━━ RECORDS PROVIDED
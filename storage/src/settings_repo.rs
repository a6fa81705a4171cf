//! Settings repository: per-user configuration, course list, destination channels and access flags.
//!
//! Uses SqlitePoolManager and the models (UserSettingsRecord, ChannelRecord, SetupItem).
//! Also implements [`ProfileStore`] for the job coordinator.

use crate::error::StorageError;
use crate::models::{ChannelRecord, SetupItem, UserSettingsRecord};
use crate::sqlite_pool::SqlitePoolManager;
use async_trait::async_trait;
use chrono::{Duration, Utc};
use relay_core::{ProfileStore, UserId, UserProfile};
use tracing::info;

pub const DEFAULT_EXTRACTOR_BOT: &str = "@pwextract_bot";
pub const DEFAULT_UPLOADER_BOT: &str = "@Mahira_uploder_24bot";

/// A single-column setting a user can change with a command.
#[derive(Debug, Clone, Copy, PartialEq, Eq)]
pub enum SettingField {
    Token,
    ExtractorBot,
    UploaderBot,
    UploaderCommand,
    Credit,
}

impl SettingField {
    fn column(&self) -> &'static str {
        match self {
            SettingField::Token => "token",
            SettingField::ExtractorBot => "extractor_bot",
            SettingField::UploaderBot => "uploader_bot",
            SettingField::UploaderCommand => "uploader_cmd",
            SettingField::Credit => "credit_name",
        }
    }
}

#[derive(Clone)]
pub struct SettingsRepository {
    pool_manager: SqlitePoolManager,
}

impl SettingsRepository {
    pub async fn new(database_url: &str) -> Result<Self, StorageError> {
        let pool_manager = SqlitePoolManager::new(database_url).await?;
        Ok(Self { pool_manager })
    }

    pub fn from_pool(pool_manager: SqlitePoolManager) -> Self {
        Self { pool_manager }
    }

    /// Inserts the user or refreshes their names. Existing names survive a `None`.
    pub async fn upsert_user(
        &self,
        user_id: UserId,
        username: Option<&str>,
        first_name: Option<&str>,
    ) -> Result<(), StorageError> {
        let now = Utc::now();
        sqlx::query(
            r#"
            INSERT INTO user_settings (user_id, username, first_name, extractor_bot, uploader_bot, created_at, updated_at)
            VALUES (?, ?, ?, ?, ?, ?, ?)
            ON CONFLICT(user_id) DO UPDATE SET
                username = COALESCE(excluded.username, user_settings.username),
                first_name = COALESCE(excluded.first_name, user_settings.first_name),
                updated_at = excluded.updated_at
            "#,
        )
        .bind(user_id)
        .bind(username)
        .bind(first_name)
        .bind(DEFAULT_EXTRACTOR_BOT)
        .bind(DEFAULT_UPLOADER_BOT)
        .bind(now)
        .bind(now)
        .execute(self.pool_manager.pool())
        .await?;
        Ok(())
    }

    pub async fn get_user(&self, user_id: UserId) -> Result<Option<UserSettingsRecord>, StorageError> {
        let record = sqlx::query_as::<_, UserSettingsRecord>(
            "SELECT * FROM user_settings WHERE user_id = ?",
        )
        .bind(user_id)
        .fetch_optional(self.pool_manager.pool())
        .await?;
        Ok(record)
    }

    async fn get_user_required(&self, user_id: UserId) -> Result<UserSettingsRecord, StorageError> {
        self.get_user(user_id)
            .await?
            .ok_or_else(|| StorageError::NotFound(format!("user {}", user_id)))
    }

    pub async fn set_field(
        &self,
        user_id: UserId,
        field: SettingField,
        value: &str,
    ) -> Result<(), StorageError> {
        let sql = format!(
            "UPDATE user_settings SET {} = ?, updated_at = ? WHERE user_id = ?",
            field.column()
        );
        let result = sqlx::query(&sql)
            .bind(value)
            .bind(Utc::now())
            .bind(user_id)
            .execute(self.pool_manager.pool())
            .await?;
        if result.rows_affected() == 0 {
            return Err(StorageError::NotFound(format!("user {}", user_id)));
        }
        info!(user_id = user_id, field = field.column(), "Setting updated");
        Ok(())
    }

    /// Grants (`days` from now) or revokes a subscription.
    pub async fn set_subscribed(
        &self,
        user_id: UserId,
        subscribed: bool,
        days: i64,
    ) -> Result<(), StorageError> {
        let expiry = subscribed.then(|| Utc::now() + Duration::days(days));
        sqlx::query(
            "UPDATE user_settings SET is_subscribed = ?, sub_expiry = ?, updated_at = ? WHERE user_id = ?",
        )
        .bind(subscribed)
        .bind(expiry)
        .bind(Utc::now())
        .bind(user_id)
        .execute(self.pool_manager.pool())
        .await?;
        info!(user_id = user_id, subscribed = subscribed, days = days, "Subscription changed");
        Ok(())
    }

    pub async fn set_banned(&self, user_id: UserId, banned: bool) -> Result<(), StorageError> {
        sqlx::query("UPDATE user_settings SET is_banned = ?, updated_at = ? WHERE user_id = ?")
            .bind(banned)
            .bind(Utc::now())
            .bind(user_id)
            .execute(self.pool_manager.pool())
            .await?;
        info!(user_id = user_id, banned = banned, "Ban flag changed");
        Ok(())
    }

    /// Checks the subscription and clears the flag once its expiry has passed.
    pub async fn check_subscription(&self, user_id: UserId) -> Result<bool, StorageError> {
        let Some(user) = self.get_user(user_id).await? else {
            return Ok(false);
        };
        if user.subscription_active(Utc::now()) {
            return Ok(true);
        }
        if user.is_subscribed {
            info!(user_id = user_id, "Subscription expired");
            self.set_subscribed(user_id, false, 0).await?;
        }
        Ok(false)
    }

    /// Adds a course name; returns false when it was already present.
    pub async fn add_batch(&self, user_id: UserId, name: &str) -> Result<bool, StorageError> {
        let result = sqlx::query(
            "INSERT OR IGNORE INTO user_batches (user_id, batch_name, created_at) VALUES (?, ?, ?)",
        )
        .bind(user_id)
        .bind(name)
        .bind(Utc::now())
        .execute(self.pool_manager.pool())
        .await?;
        Ok(result.rows_affected() > 0)
    }

    pub async fn remove_batch(&self, user_id: UserId, name: &str) -> Result<bool, StorageError> {
        let result = sqlx::query("DELETE FROM user_batches WHERE user_id = ? AND batch_name = ?")
            .bind(user_id)
            .bind(name)
            .execute(self.pool_manager.pool())
            .await?;
        Ok(result.rows_affected() > 0)
    }

    /// Course names in insertion order.
    pub async fn batches(&self, user_id: UserId) -> Result<Vec<String>, StorageError> {
        let names = sqlx::query_scalar::<_, String>(
            "SELECT batch_name FROM user_batches WHERE user_id = ? ORDER BY id",
        )
        .bind(user_id)
        .fetch_all(self.pool_manager.pool())
        .await?;
        Ok(names)
    }

    /// Adds a destination channel; returns false when it was already present.
    pub async fn add_channel(
        &self,
        user_id: UserId,
        channel_id: &str,
        channel_name: &str,
    ) -> Result<bool, StorageError> {
        let result = sqlx::query(
            "INSERT OR IGNORE INTO user_channels (user_id, channel_id, channel_name, created_at) VALUES (?, ?, ?, ?)",
        )
        .bind(user_id)
        .bind(channel_id)
        .bind(channel_name)
        .bind(Utc::now())
        .execute(self.pool_manager.pool())
        .await?;
        Ok(result.rows_affected() > 0)
    }

    pub async fn remove_channel(&self, user_id: UserId, channel_id: &str) -> Result<bool, StorageError> {
        let result = sqlx::query("DELETE FROM user_channels WHERE user_id = ? AND channel_id = ?")
            .bind(user_id)
            .bind(channel_id)
            .execute(self.pool_manager.pool())
            .await?;
        Ok(result.rows_affected() > 0)
    }

    /// Destination channels in insertion order.
    pub async fn channels(&self, user_id: UserId) -> Result<Vec<ChannelRecord>, StorageError> {
        let channels = sqlx::query_as::<_, ChannelRecord>(
            "SELECT channel_id, channel_name FROM user_channels WHERE user_id = ? ORDER BY id",
        )
        .bind(user_id)
        .fetch_all(self.pool_manager.pool())
        .await?;
        Ok(channels)
    }

    /// What the user still has to configure before an extraction can start.
    pub async fn missing_setup(&self, user_id: UserId) -> Result<Vec<SetupItem>, StorageError> {
        let user = self.get_user_required(user_id).await?;
        let mut missing = Vec::new();
        if user.token.as_deref().map_or(true, str::is_empty) {
            missing.push(SetupItem::Token);
        }
        if user.uploader_command.as_deref().map_or(true, str::is_empty) {
            missing.push(SetupItem::UploaderCommand);
        }
        if user.credit.as_deref().map_or(true, str::is_empty) {
            missing.push(SetupItem::Credit);
        }
        if self.batches(user_id).await?.is_empty() {
            missing.push(SetupItem::Batch);
        }
        if self.channels(user_id).await?.is_empty() {
            missing.push(SetupItem::Channel);
        }
        Ok(missing)
    }

    /// Ids of every user that is not banned (broadcast audience).
    pub async fn active_user_ids(&self) -> Result<Vec<UserId>, StorageError> {
        let ids = sqlx::query_scalar::<_, i64>(
            "SELECT user_id FROM user_settings WHERE is_banned = 0 ORDER BY user_id",
        )
        .fetch_all(self.pool_manager.pool())
        .await?;
        Ok(ids)
    }
}

#[async_trait]
impl ProfileStore for SettingsRepository {
    async fn profile(&self, user_id: UserId) -> relay_core::Result<Option<UserProfile>> {
        let user = self.get_user(user_id).await?;
        Ok(user.map(|u| u.to_profile()))
    }
}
━━━━
◆ WORK TO COMPLETE ◆
Of all the lines in the data above, show only those that hold the word "returns".

◆ EXERCISE SOLUTION ◆
    /// Adds a course name; returns false when it was already present.
    /// Adds a destination channel; returns false when it was already present.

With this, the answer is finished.